Assigned task -
An exact transcription of every record is needed.

The records -
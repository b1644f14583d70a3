use std::env;
use std::fs;
use std::path::{Path, PathBuf};

use anyhow::Context;
use serde::{Deserialize, Serialize};
use shiori_core::error::ImportError;
use shiori_core::store::WatermarkStore;
use shiori_core::{DeviceClock, Watermark};

use self::anki::AnkiConfig;
use self::dictionary::DictionaryConfig;
use self::import::ImportConfig;
use self::reader::ReaderConfig;
use self::tokenizer::TokenizerConfig;

pub mod anki;
pub mod dictionary;
pub mod import;
pub mod reader;
pub mod tokenizer;

#[derive(Debug, Clone, Default, Serialize, Deserialize)]
#[serde(default)]
pub struct Config {
    pub reader: ReaderConfig,
    pub anki: AnkiConfig,
    pub dictionary: DictionaryConfig,
    pub tokenizer: TokenizerConfig,
    pub import: ImportConfig,
    /// ISO timestamp of the newest imported clipping
    pub last_added: Option<String>,
}

impl Config {
    /// Environment variables win over file values
    pub fn apply_env(&mut self) {
        if let Ok(root) = env::var("SHIORI_READER_ROOT") {
            self.reader.root = PathBuf::from(root);
        }

        if let Ok(url) = env::var("ANKI_CONNECT_URL") {
            self.anki.url = url;
        }

        if let Some(minutes) = env::var("SHIORI_UTC_OFFSET_MINUTES")
            .ok()
            .and_then(|v| v.parse().ok())
        {
            self.import.utc_offset_minutes = Some(minutes);
        }

        if let Some(diagnostic) = env::var("SHIORI_DIAGNOSTIC")
            .ok()
            .and_then(|v| v.parse().ok())
        {
            self.import.diagnostic = diagnostic;
        }
    }

    pub fn watermark(&self) -> Result<Option<Watermark>, ImportError> {
        self.last_added
            .as_deref()
            .filter(|v| !v.trim().is_empty())
            .map(Watermark::parse)
            .transpose()
    }

    pub fn device_clock(&self) -> DeviceClock {
        self.import
            .utc_offset_minutes
            .and_then(DeviceClock::from_offset_minutes)
            .unwrap_or_else(DeviceClock::local)
    }
}

/// Config bound to the JSON file it was read from
pub struct ConfigFile {
    path: PathBuf,
    pub config: Config,
}

impl ConfigFile {
    /// Missing file yields defaults; the file is created on first save
    pub fn load(path: impl Into<PathBuf>) -> anyhow::Result<Self> {
        let path = path.into();

        let config = if path.exists() {
            let data = fs::read_to_string(&path)
                .with_context(|| format!("Failed to read config from {}", path.display()))?;
            serde_json::from_str(&data)
                .with_context(|| format!("Invalid config in {}", path.display()))?
        } else {
            tracing::warn!("Config {} not found, using defaults", path.display());
            Config::default()
        };

        Ok(Self { path, config })
    }

    pub fn path(&self) -> &Path {
        &self.path
    }

    pub fn save(&self) -> anyhow::Result<()> {
        if let Some(parent) = self.path.parent().filter(|p| !p.as_os_str().is_empty()) {
            fs::create_dir_all(parent)
                .with_context(|| format!("Failed to create {}", parent.display()))?;
        }

        let serialized = serde_json::to_string_pretty(&self.config)?;
        fs::write(&self.path, serialized)
            .with_context(|| format!("Failed to write config to {}", self.path.display()))
    }
}

impl WatermarkStore for ConfigFile {
    fn load(&self) -> Result<Option<Watermark>, ImportError> {
        self.config.watermark()
    }

    fn store(&mut self, watermark: Watermark) -> Result<(), ImportError> {
        self.config.last_added = Some(watermark.to_iso());
        self.save().map_err(ImportError::WatermarkStore)?;
        tracing::info!("Watermark advanced to {}", watermark.to_iso());
        Ok(())
    }
}
// This Source Code Form is subject to the terms of the Mozilla Public
// License, v. 2.0. If a copy of the MPL was not distributed with this
// file, You can obtain one at http://mozilla.org/MPL/2.0/.

use std::process::Command;

use assert_cmd::prelude::*;
use predicates::prelude::*;
use tempfile::tempdir;

#[test]
fn renders_a_png() {
    let dir = tempdir().unwrap();
    let out = dir.path().join("eq1.png");
    Command::cargo_bin("ifs")
        .unwrap()
        .arg(&out)
        .args(&["--size", "64x48", "--iterations", "10000", "--seed", "3"])
        .args(&["--axes", "--density", "--background", "ffffff"])
        .assert()
        .success();
    let bytes = std::fs::read(&out).unwrap();
    assert_eq!(&bytes[1..4], b"PNG");
}

#[test]
fn accepts_a_custom_view_and_zoom() {
    let dir = tempdir().unwrap();
    let out = dir.path().join("fern.png");
    Command::cargo_bin("ifs")
        .unwrap()
        .arg(&out)
        .args(&["--equation", "barnsley", "--variation", "swirl"])
        .args(&["--leftlower", "-3,-1", "--rightupper", "3,11"])
        .args(&["--zoom", "10,10", "--zoom", "20,20", "--cursor", "5,5"])
        .args(&["--size", "32x32", "--iterations", "10000"])
        .assert()
        .success();
    assert!(out.exists());
}

#[test]
fn rejects_too_few_iterations() {
    Command::cargo_bin("ifs")
        .unwrap()
        .args(&["out.png", "--iterations", "10"])
        .assert()
        .failure()
        .stderr(predicate::str::contains("Iteration count must be between"));
}

#[test]
fn rejects_unknown_equations() {
    Command::cargo_bin("ifs")
        .unwrap()
        .args(&["out.png", "--equation", "mandelbrot"])
        .assert()
        .failure()
        .stderr(predicate::str::contains("Unknown equation"));
}

#[test]
fn rejects_bad_colors() {
    Command::cargo_bin("ifs")
        .unwrap()
        .args(&["out.png", "--background", "#12345"])
        .assert()
        .failure()
        .stderr(predicate::str::contains("Could not parse background color"));
}

#[test]
fn reports_unwritable_output() {
    let dir = tempdir().unwrap();
    let out = dir.path().join("missing").join("out.png");
    Command::cargo_bin("ifs")
        .unwrap()
        .arg(&out)
        .args(&["--size", "16x16", "--iterations", "10000"])
        .assert()
        .failure()
        .stderr(predicate::str::contains("Render failure"));
}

Written answer -
repository b1644f14583d70a3
use std::env;
use std::fs;
use std::path::{Path, PathBuf};

use anyhow::Context;
use serde::{Deserialize, Serialize};
use shiori_core::error::ImportError;
use shiori_core::store::WatermarkStore;
use shiori_core::{DeviceClock, Watermark};

use self::anki::AnkiConfig;
use self::dictionary::DictionaryConfig;
use self::import::ImportConfig;
use self::reader::ReaderConfig;
use self::tokenizer::TokenizerConfig;

pub mod anki;
pub mod dictionary;
pub mod import;
pub mod reader;
pub mod tokenizer;

#[derive(Debug, Clone, Default, Serialize, Deserialize)]
#[serde(default)]
pub struct Config {
    pub reader: ReaderConfig,
    pub anki: AnkiConfig,
    pub dictionary: DictionaryConfig,
    pub tokenizer: TokenizerConfig,
    pub import: ImportConfig,
    /// ISO timestamp of the newest imported clipping
    pub last_added: Option<String>,
}

impl Config {
    /// Environment variables win over file values
    pub fn apply_env(&mut self) {
        if let Ok(root) = env::var("SHIORI_READER_ROOT") {
            self.reader.root = PathBuf::from(root);
        }

        if let Ok(url) = env::var("ANKI_CONNECT_URL") {
            self.anki.url = url;
        }

        if let Some(minutes) = env::var("SHIORI_UTC_OFFSET_MINUTES")
            .ok()
            .and_then(|v| v.parse().ok())
        {
            self.import.utc_offset_minutes = Some(minutes);
        }

        if let Some(diagnostic) = env::var("SHIORI_DIAGNOSTIC")
            .ok()
            .and_then(|v| v.parse().ok())
        {
            self.import.diagnostic = diagnostic;
        }
    }

    pub fn watermark(&self) -> Result<Option<Watermark>, ImportError> {
        self.last_added
            .as_deref()
            .filter(|v| !v.trim().is_empty())
            .map(Watermark::parse)
            .transpose()
    }

    pub fn device_clock(&self) -> DeviceClock {
        self.import
            .utc_offset_minutes
            .and_then(DeviceClock::from_offset_minutes)
            .unwrap_or_else(DeviceClock::local)
    }
}

/// Config bound to the JSON file it was read from
pub struct ConfigFile {
    path: PathBuf,
    pub config: Config,
}

impl ConfigFile {
    /// Missing file yields defaults; the file is created on first save
    pub fn load(path: impl Into<PathBuf>) -> anyhow::Result<Self> {
        let path = path.into();

        let config = if path.exists() {
            let data = fs::read_to_string(&path)
                .with_context(|| format!("Failed to read config from {}", path.display()))?;
            serde_json::from_str(&data)
                .with_context(|| format!("Invalid config in {}", path.display()))?
        } else {
            tracing::warn!("Config {} not found, using defaults", path.display());
            Config::default()
        };

        Ok(Self { path, config })
    }

    pub fn path(&self) -> &Path {
        &self.path
    }

    pub fn save(&self) -> anyhow::Result<()> {
        if let Some(parent) = self.path.parent().filter(|p| !p.as_os_str().is_empty()) {
            fs::create_dir_all(parent)
                .with_context(|| format!("Failed to create {}", parent.display()))?;
        }

        let serialized = serde_json::to_string_pretty(&self.config)?;
        fs::write(&self.path, serialized)
            .with_context(|| format!("Failed to write config to {}", self.path.display()))
    }
}

impl WatermarkStore for ConfigFile {
    fn load(&self) -> Result<Option<Watermark>, ImportError> {
        self.config.watermark()
    }

    fn store(&mut self, watermark: Watermark) -> Result<(), ImportError> {
        self.config.last_added = Some(watermark.to_iso());
        self.save().map_err(ImportError::WatermarkStore)?;
        tracing::info!("Watermark advanced to {}", watermark.to_iso());
        Ok(())
    }
}
// This Source Code Form is subject to the terms of the Mozilla Public
// License, v. 2.0. If a copy of the MPL was not distributed with this
// file, You can obtain one at http://mozilla.org/MPL/2.0/.

use std::process::Command;

use assert_cmd::prelude::*;
use predicates::prelude::*;
use tempfile::tempdir;

#[test]
fn renders_a_png() {
    let dir = tempdir().unwrap();
    let out = dir.path().join("eq1.png");
    Command::cargo_bin("ifs")
        .unwrap()
        .arg(&out)
        .args(&["--size", "64x48", "--iterations", "10000", "--seed", "3"])
        .args(&["--axes", "--density", "--background", "ffffff"])
        .assert()
        .success();
    let bytes = std::fs::read(&out).unwrap();
    assert_eq!(&bytes[1..4], b"PNG");
}

#[test]
fn accepts_a_custom_view_and_zoom() {
    let dir = tempdir().unwrap();
    let out = dir.path().join("fern.png");
    Command::cargo_bin("ifs")
        .unwrap()
        .arg(&out)
        .args(&["--equation", "barnsley", "--variation", "swirl"])
        .args(&["--leftlower", "-3,-1", "--rightupper", "3,11"])
        .args(&["--zoom", "10,10", "--zoom", "20,20", "--cursor", "5,5"])
        .args(&["--size", "32x32", "--iterations", "10000"])
        .assert()
        .success();
    assert!(out.exists());
}

#[test]
fn rejects_too_few_iterations() {
    Command::cargo_bin("ifs")
        .unwrap()
        .args(&["out.png", "--iterations", "10"])
        .assert()
        .failure()
        .stderr(predicate::str::contains("Iteration count must be between"));
}

#[test]
fn rejects_unknown_equations() {
    Command::cargo_bin("ifs")
        .unwrap()
        .args(&["out.png", "--equation", "mandelbrot"])
        .assert()
        .failure()
        .stderr(predicate::str::contains("Unknown equation"));
}

#[test]
fn rejects_bad_colors() {
    Command::cargo_bin("ifs")
        .unwrap()
        .args(&["out.png", "--background", "#12345"])
        .assert()
        .failure()
        .stderr(predicate::str::contains("Could not parse background color"));
}

#[test]
fn reports_unwritable_output() {
    let dir = tempdir().unwrap();
    let out = dir.path().join("missing").join("out.png");
    Command::cargo_bin("ifs")
        .unwrap()
        .arg(&out)
        .args(&["--size", "16x16", "--iterations", "10000"])
        .assert()
        .failure()
        .stderr(predicate::str::contains("Render failure"));
}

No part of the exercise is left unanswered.